2.2. Optimization of LC and MS Conditions
To optimize the conditions for the detection of CPPU and curcumin, the internal standard (IS), different chromatography and mass spectrometry conditions were evaluated. We compared the results obtained using Xbridge™ C18 (2.1 mm × 50 mm, 3.5 μm; Waters, Milford, MA, USA) column and the ACQUITYUPLCBEHC18 (2.1 mm × 50 mm, 1.7 μm; Waters) column. The latter exhibited a better resolution and peak shape of the analyte and was therefore chosen for further analysis. Acetonitrile/water and methanol/water binary solvent system using different buffers, such as ammonium formate and formic acid, were tested for the mobile phase. Acetonitrile/water containing 0.1% formic acid was finally selected, where gradient elution could improve peak shape symmetry and enhance the signal. Finally, we examined flow rates in the range of 0.2–0.5 mL/min and found that 0.3 mL/min was the best condition.
Electrospray ionization (ESI) was used to generate ions due to its high sensitivity and fragmentation. To optimize the ESI conditions for detecting CPPU and IS, positive (ESI+) and negative (ESI−) ion detection modes were explored. Both compounds exhibited good responses in the ESI+ detection mode, with a low background noise level. Thus, detection was operated in ESI+ mode. Next, autotune was used to obtain the initial optimal MS parameters; however, the sensitivity for the analyte was not sufficient. Finally, optimal MS conditions, including collision energy, cone voltage, ion source temperature, and desolvation gas temperature, were further optimized via manual manipulation in fine-tuning mode. Representative CPPU LC/MS-MS chromatograms are shown in Figure 1. There was no distinct interference from endogenous peaks under the chromatographic conditions, and the retention times of CPPU and IS were 1.74 and 1.91 min, respectively. These results indicate that the method is specific for the analysis of CPPU in rat plasma.
2.3. Method Validation
The CPPU calibration plots were linear in the range of 20–2000 ng/mL using 1/x2 weighted regression. The representative standard curve equation was
and the correlation co-efficient (r) was ≥0.99 (r = 0.9988, n = 7).
y = 0.024793x + 0.0456153
The analyte response at the lower limit of quantification (LLOQ) was 20 ng/mL (%RSD = 6.5%, n = 5, S/N > 10), and the lower limit of detection (LLOD) was 10 ng/mL (n = 5, S/N > 3).

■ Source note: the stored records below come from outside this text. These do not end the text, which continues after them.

use axum::extract::{Path, State};
use axum::http::{HeaderMap, StatusCode};
use axum::Json;
use serde_json::json;
use tracing::debug;

use fleet_store::StoreError;
use fleet_types::{Item, ItemDraft};

use crate::error::{ApiError, ApiResult};
use crate::registry::Registry;

/// Liveness check.
pub async fn health() -> Json<serde_json::Value> {
    Json(json!({
        "status": "ok",
        "version": env!("CARGO_PKG_VERSION"),
    }))
}

/// `GET /items` — full collection in insertion order.
pub async fn list_items(State(registry): State<Registry>) -> Json<Vec<Item>> {
    Json(registry.list())
}

/// `GET /items/{id}` — 200 with the record, 404 if unknown.
pub async fn get_item(
    State(registry): State<Registry>,
    Path(id): Path<String>,
) -> ApiResult<Json<Item>> {
    Ok(Json(registry.get(&id)?))
}

/// `POST /items` — 201 with the created record, 400 on missing fields.
pub async fn create_item(
    State(registry): State<Registry>,
    Json(draft): Json<ItemDraft>,
) -> ApiResult<(StatusCode, Json<Item>)> {
    let item = registry.create(&draft)?;
    debug!(id = %item.id, "item created");
    Ok((StatusCode::CREATED, Json(item)))
}

/// `PUT /items/{id}` — update under the optimistic version check.
///
/// A body without an id delegates to create (the client holds no stored
/// record yet). Otherwise the path id and body id must agree, the target
/// must exist (400, not 404, per the API contract), and the supplied
/// version must not be stale (409).
pub async fn put_item(
    State(registry): State<Registry>,
    Path(id): Path<String>,
    headers: HeaderMap,
    Json(draft): Json<ItemDraft>,
) -> ApiResult<(StatusCode, Json<Item>)> {
    let Some(body_id) = draft.id.clone() else {
        let item = registry.create(&draft)?;
        debug!(id = %item.id, "item created via put");
        return Ok((StatusCode::CREATED, Json(item)));
    };
    if body_id != id {
        return Err(ApiError::IdMismatch);
    }

    let supplied = supplied_version(&headers, &draft);
    let item = registry
        .update(&id, &draft, supplied)
        .map_err(|err| match err {
            StoreError::NotFound { id } => ApiError::UnknownUpdateTarget(id),
            other => ApiError::from(other),
        })?;
    debug!(id = %item.id, version = item.version, "item updated");
    Ok((StatusCode::OK, Json(item)))
}

/// `DELETE /items/{id}` — always 204; broadcasts only if a record went away.
pub async fn delete_item(State(registry): State<Registry>, Path(id): Path<String>) -> StatusCode {
    if let Some(item) = registry.delete(&id) {
        debug!(id = %item.id, "item deleted");
    }
    StatusCode::NO_CONTENT
}

/// Version precedence for updates: `ETag` header, then body version, then 0.
///
/// 0 is always stale against any stored record, so a client that supplies
/// no version at all can only conflict.
fn supplied_version(headers: &HeaderMap, draft: &ItemDraft) -> u64 {
    headers
        .get("etag")
        .and_then(|value| value.to_str().ok())
        .and_then(|value| value.trim().trim_matches('"').parse().ok())
        .or(draft.version)
        .unwrap_or(0)
}

#[cfg(test)]
mod tests {
    use super::*;
    use axum::http::HeaderValue;

    fn headers_with_etag(value: &str) -> HeaderMap {
        let mut headers = HeaderMap::new();
        headers.insert("etag", HeaderValue::from_str(value).unwrap());
        headers
    }

    #[test]
    fn header_takes_precedence_over_body() {
        let draft = ItemDraft {
            version: Some(3),
            ..Default::default()
        };
        assert_eq!(supplied_version(&headers_with_etag("7"), &draft), 7);
    }

    #[test]
    fn quoted_etag_is_accepted() {
        let draft = ItemDraft::default();
        assert_eq!(supplied_version(&headers_with_etag("\"4\""), &draft), 4);
    }

    #[test]
    fn unparseable_header_falls_back_to_body() {
        let draft = ItemDraft {
            version: Some(3),
            ..Default::default()
        };
        assert_eq!(supplied_version(&headers_with_etag("abc"), &draft), 3);
    }

    #[test]
    fn no_version_anywhere_means_zero() {
        assert_eq!(supplied_version(&HeaderMap::new(), &ItemDraft::default()), 0);
    }
}
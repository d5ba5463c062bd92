use std::time::Duration;

use axum::extract::ws::{Message, WebSocket, WebSocketUpgrade};
use axum::extract::State;
use axum::response::Response;
use futures::{Sink, SinkExt, Stream, StreamExt};
use tokio::sync::broadcast::error::RecvError;
use tracing::{debug, warn};

use fleet_feed::EventStream;

use crate::registry::Registry;

/// A send that has not completed by this deadline marks the observer dead.
const SEND_TIMEOUT: Duration = Duration::from_secs(5);

/// `GET /ws` — upgrade to a push-only observer connection.
///
/// The subscription is taken before the upgrade completes, so the observer
/// cannot miss an event committed between upgrade and first poll.
pub async fn ws_handler(ws: WebSocketUpgrade, State(registry): State<Registry>) -> Response {
    let events = registry.subscribe();
    ws.on_upgrade(move |socket| observe(socket, events))
}

async fn observe(socket: WebSocket, events: EventStream) {
    debug!("observer connected");
    let (sink, stream) = socket.split();
    pump(sink, stream, events).await;
}

/// Pump change events into one observer socket until it closes, fails, or
/// stops accepting sends.
///
/// Dropping the receiver on return deregisters the observer from the feed.
async fn pump<Si, St, E>(mut sink: Si, mut stream: St, mut events: EventStream)
where
    Si: Sink<Message> + Unpin,
    St: Stream<Item = Result<Message, E>> + Unpin,
{
    loop {
        tokio::select! {
            event = events.recv() => match event {
                Ok(event) => {
                    let text = match serde_json::to_string(&event) {
                        Ok(text) => text,
                        Err(err) => {
                            warn!(error = %err, "event serialization failed");
                            continue;
                        }
                    };
                    match tokio::time::timeout(SEND_TIMEOUT, sink.send(Message::Text(text))).await {
                        Ok(Ok(())) => {}
                        Ok(Err(_)) => {
                            debug!("observer unreachable, dropping connection");
                            break;
                        }
                        Err(_) => {
                            debug!("observer send timed out, dropping connection");
                            break;
                        }
                    }
                }
                Err(RecvError::Lagged(missed)) => {
                    // The observer fell behind the buffer; those events are
                    // gone for it, delivery resumes from the next one.
                    warn!(missed, "observer lagged behind the change feed");
                }
                Err(RecvError::Closed) => break,
            },
            incoming = stream.next() => match incoming {
                // The channel is push-only; inbound frames are ignored.
                Some(Ok(_)) => {}
                Some(Err(_)) | None => {
                    debug!("observer disconnected");
                    break;
                }
            },
        }
    }
}
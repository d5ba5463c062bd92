use std::net::SocketAddr;

use serde::{Deserialize, Serialize};

#[derive(Clone, Debug, Serialize, Deserialize)]
pub struct ServerConfig {
    /// Address the HTTP listener binds to.
    pub bind_addr: SocketAddr,
    /// Per-observer change feed buffer capacity.
    pub channel_capacity: usize,
}

impl Default for ServerConfig {
    fn default() -> Self {
        Self {
            bind_addr: "127.0.0.1:3000".parse().expect("valid default address"),
            channel_capacity: fleet_feed::DEFAULT_CAPACITY,
        }
    }
}
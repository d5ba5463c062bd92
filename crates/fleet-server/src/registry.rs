use fleet_feed::{ChangeFeed, EventStream};
use fleet_store::{SharedItemStore, StoreResult};
use fleet_types::{ChangeEvent, Item, ItemDraft};

/// Couples the record store with the change feed.
///
/// Every accepted mutation publishes its event while still holding the
/// store mutex, so events enter the feed in exactly the order mutations
/// committed; the broadcast channel preserves that order per observer.
/// Publishing is a non-blocking channel send, so the critical section
/// stays bounded and suspension-free.
///
/// Constructed once at startup and injected into the router; handlers
/// receive clones of the handle, never ambient globals.
#[derive(Clone, Debug)]
pub struct Registry {
    store: SharedItemStore,
    feed: ChangeFeed,
}

impl Registry {
    pub fn new(channel_capacity: usize) -> Self {
        Self {
            store: SharedItemStore::new(),
            feed: ChangeFeed::new(channel_capacity),
        }
    }

    /// The underlying feed handle (tests observe broadcasts through it).
    pub fn feed(&self) -> &ChangeFeed {
        &self.feed
    }

    /// Register a new observer of committed mutations.
    pub fn subscribe(&self) -> EventStream {
        self.feed.subscribe()
    }

    /// Snapshot of all records in insertion order.
    pub fn list(&self) -> Vec<Item> {
        self.store.list()
    }

    /// Look up a record by identifier.
    pub fn get(&self, id: &str) -> StoreResult<Item> {
        self.store.get(id)
    }

    /// Returns `true` if no records are stored.
    pub fn is_empty(&self) -> bool {
        self.store.is_empty()
    }

    /// Create a record and broadcast `created`.
    pub fn create(&self, draft: &ItemDraft) -> StoreResult<Item> {
        self.store.with(|store| {
            let item = store.create(draft)?;
            self.feed.publish(ChangeEvent::Created { item: item.clone() });
            Ok(item)
        })
    }

    /// Update a record under the optimistic version check and broadcast
    /// `updated`. Rejected writes publish nothing.
    pub fn update(&self, id: &str, draft: &ItemDraft, supplied_version: u64) -> StoreResult<Item> {
        self.store.with(|store| {
            let item = store.update(id, draft, supplied_version)?;
            self.feed.publish(ChangeEvent::Updated { item: item.clone() });
            Ok(item)
        })
    }

    /// Remove a record if present; broadcast `deleted` only when one
    /// actually went away.
    pub fn delete(&self, id: &str) -> Option<Item> {
        self.store.with(|store| {
            let item = store.delete(id)?;
            self.feed.publish(ChangeEvent::Deleted { item: item.clone() });
            Some(item)
        })
    }
}

#[cfg(test)]
mod tests {
    use super::*;
    use std::thread;
    use tokio::sync::broadcast::error::TryRecvError;

    fn draft(model: &str) -> ItemDraft {
        ItemDraft {
            marca: Some("Dacia".to_string()),
            model: Some(model.to_string()),
            an: Some(2020),
            culoare: Some("alb".to_string()),
            nr_inmatriculare: Some("CJ-01-ABC".to_string()),
            ..Default::default()
        }
    }

    #[test]
    fn starts_empty_with_no_observers() {
        let registry = Registry::new(8);
        assert!(registry.is_empty());
        assert_eq!(registry.feed().observer_count(), 0);
    }

    #[test]
    fn rejected_writes_publish_nothing() {
        let registry = Registry::new(8);
        let mut events = registry.subscribe();
        registry.create(&draft("Logan")).unwrap();

        registry.create(&ItemDraft::default()).unwrap_err();
        registry.update("1", &draft("Logan Plus"), 0).unwrap_err();
        registry.update("9", &draft("Logan Plus"), 1).unwrap_err();
        assert!(registry.delete("9").is_none());

        assert_eq!(events.try_recv().unwrap().kind(), "created");
        assert!(matches!(events.try_recv(), Err(TryRecvError::Empty)));
    }

    #[test]
    fn concurrent_creates_broadcast_in_commit_order() {
        let registry = Registry::new(1024);
        let mut events = registry.subscribe();

        let handles: Vec<_> = (0..4)
            .map(|_| {
                let registry = registry.clone();
                thread::spawn(move || {
                    for _ in 0..25 {
                        registry.create(&draft("Logan")).unwrap();
                    }
                })
            })
            .collect();
        for h in handles {
            h.join().expect("thread should not panic");
        }

        // Ids are assigned under the same lock that publishes, so broadcast
        // order must be exactly id order.
        let mut last = 0u64;
        for _ in 0..100 {
            let event = events.try_recv().unwrap();
            assert_eq!(event.kind(), "created");
            let id: u64 = event.item().id.parse().unwrap();
            assert!(
                id > last,
                "commit order violated: id {id} broadcast after id {last}"
            );
            last = id;
        }
        assert!(matches!(events.try_recv(), Err(TryRecvError::Empty)));
    }

    #[test]
    fn concurrent_updates_broadcast_versions_in_commit_order() {
        let registry = Registry::new(1024);
        registry.create(&draft("Logan")).unwrap();
        let mut events = registry.subscribe();

        let handles: Vec<_> = (0..4)
            .map(|_| {
                let registry = registry.clone();
                thread::spawn(move || {
                    for _ in 0..10 {
                        // Optimistic retry: re-read, attempt, repeat on conflict.
                        loop {
                            let seen = registry.get("1").unwrap().version;
                            match registry.update("1", &ItemDraft::default(), seen) {
                                Ok(_) => break,
                                Err(fleet_store::StoreError::VersionConflict { .. }) => continue,
                                Err(other) => panic!("unexpected error: {other}"),
                            }
                        }
                    }
                })
            })
            .collect();
        for h in handles {
            h.join().expect("thread should not panic");
        }

        let mut last = 1u64;
        for _ in 0..40 {
            let event = events.try_recv().unwrap();
            assert_eq!(event.kind(), "updated");
            let version = event.item().version;
            assert_eq!(version, last + 1, "versions must broadcast in commit order");
            last = version;
        }
        assert_eq!(registry.get("1").unwrap().version, 41);
    }
}
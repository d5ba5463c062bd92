//! HTTP server for the fleet registry.
//!
//! Exposes the record store over a REST API with optimistic concurrency
//! control and pushes every committed mutation to WebSocket observers
//! through the change feed. Domain errors are translated to status codes
//! exactly once, at this boundary.

pub mod config;
pub mod error;
pub mod handler;
pub mod registry;
pub mod router;
pub mod server;
pub mod ws;

pub use config::ServerConfig;
pub use error::{ApiError, ApiResult, ErrorBody};
pub use registry::Registry;
pub use router::build_router;
pub use server::ApiServer;
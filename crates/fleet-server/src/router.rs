use axum::routing::get;
use axum::Router;
use tower_http::cors::CorsLayer;
use tower_http::trace::TraceLayer;

use crate::handler;
use crate::registry::Registry;
use crate::ws;

/// Build the axum router with all registry endpoints.
pub fn build_router(registry: Registry) -> Router {
    Router::new()
        .route("/health", get(handler::health))
        .route(
            "/items",
            get(handler::list_items).post(handler::create_item),
        )
        .route(
            "/items/:id",
            get(handler::get_item)
                .put(handler::put_item)
                .delete(handler::delete_item),
        )
        .route("/ws", get(ws::ws_handler))
        .layer(CorsLayer::permissive())
        .layer(TraceLayer::new_for_http())
        .with_state(registry)
}
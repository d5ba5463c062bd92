use chrono::{DateTime, Utc};
use serde::{Deserialize, Serialize};

/// A registered vehicle record.
///
/// The `version` counter implements optimistic concurrency control: it
/// starts at 1 on creation and increments by exactly 1 on every accepted
/// update. `date` is the time of the last accepted mutation, never read
/// time. Identifiers are assigned by the store and are unique for the
/// store's whole lifetime, even across deletions.
#[derive(Clone, Debug, PartialEq, Serialize, Deserialize)]
#[serde(rename_all = "camelCase")]
pub struct Item {
    pub id: String,
    pub marca: String,
    pub model: String,
    pub an: i32,
    pub culoare: String,
    pub nr_inmatriculare: String,
    pub date: DateTime<Utc>,
    pub version: u64,
}

/// Incoming payload for create and update requests.
///
/// Every field is optional so the server can distinguish "absent" from
/// "empty" and report exactly which required fields are missing. On update,
/// provided fields replace the stored values and omitted fields are kept.
#[derive(Clone, Debug, Default, PartialEq, Serialize, Deserialize)]
#[serde(rename_all = "camelCase")]
pub struct ItemDraft {
    #[serde(skip_serializing_if = "Option::is_none")]
    pub id: Option<String>,
    #[serde(skip_serializing_if = "Option::is_none")]
    pub marca: Option<String>,
    #[serde(skip_serializing_if = "Option::is_none")]
    pub model: Option<String>,
    #[serde(skip_serializing_if = "Option::is_none")]
    pub an: Option<i32>,
    #[serde(skip_serializing_if = "Option::is_none")]
    pub culoare: Option<String>,
    #[serde(skip_serializing_if = "Option::is_none")]
    pub nr_inmatriculare: Option<String>,
    #[serde(skip_serializing_if = "Option::is_none")]
    pub version: Option<u64>,
}

impl ItemDraft {
    /// Names of required fields that are absent or blank, in wire spelling.
    ///
    /// An empty result means the draft is complete enough to create a record.
    pub fn missing_fields(&self) -> Vec<&'static str> {
        fn blank(value: &Option<String>) -> bool {
            value.as_deref().map_or(true, |s| s.trim().is_empty())
        }

        let mut missing = Vec::new();
        if blank(&self.marca) {
            missing.push("marca");
        }
        if blank(&self.model) {
            missing.push("model");
        }
        if self.an.is_none() {
            missing.push("an");
        }
        if blank(&self.culoare) {
            missing.push("culoare");
        }
        if blank(&self.nr_inmatriculare) {
            missing.push("nrInmatriculare");
        }
        missing
    }
}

The inter- and intra-assay accuracy was 92.5–102.9% and 92.2–101.5%, respectively. The intra- and inter-assay precision was 0.8–6.5% and 0.4–5.4%, respectively. These results met the precision requirement of up to 15%, except for the LLOQ, where a value of ≤20% was observed. The accuracy was within the range of 85–115%, and the LLOQ would include the range of 80–120% (Table 1).
Pre-and post-extracted plasma standards containing 60, 1000, and 1600 ng/mL CPPU were analyzed, and the recovery was 82.5–93.1%. The absolute recovery of 200 ng/mL IS was 106.5% (Table 2). The peak area ratios of CPPU with the post-extraction blank sample to CPPU in the mobile phase verified the absence of significant matrix effects (MEs) in our method (Table 2).
CPPU samples were stable after storage at room temperature (20–24 °C) for 12 h, at −20 °C for 14 days, after at least three freeze-thaw cycles at −20 °C, and in the sample rack (4 °C) for 24 h (Table 3).
The accuracy and precision of CPPU detection under the corresponding dilution factors were within ±15%, indicating that the plasma samples were stable under the 10× dilution conditions. The residue was determined by measuring the blank plasma sample after detecting the upper limit of the standard curve, and the residual response measured in the blank sample was not more than 20% of the LLOQ, indicating that the residue met the requirements.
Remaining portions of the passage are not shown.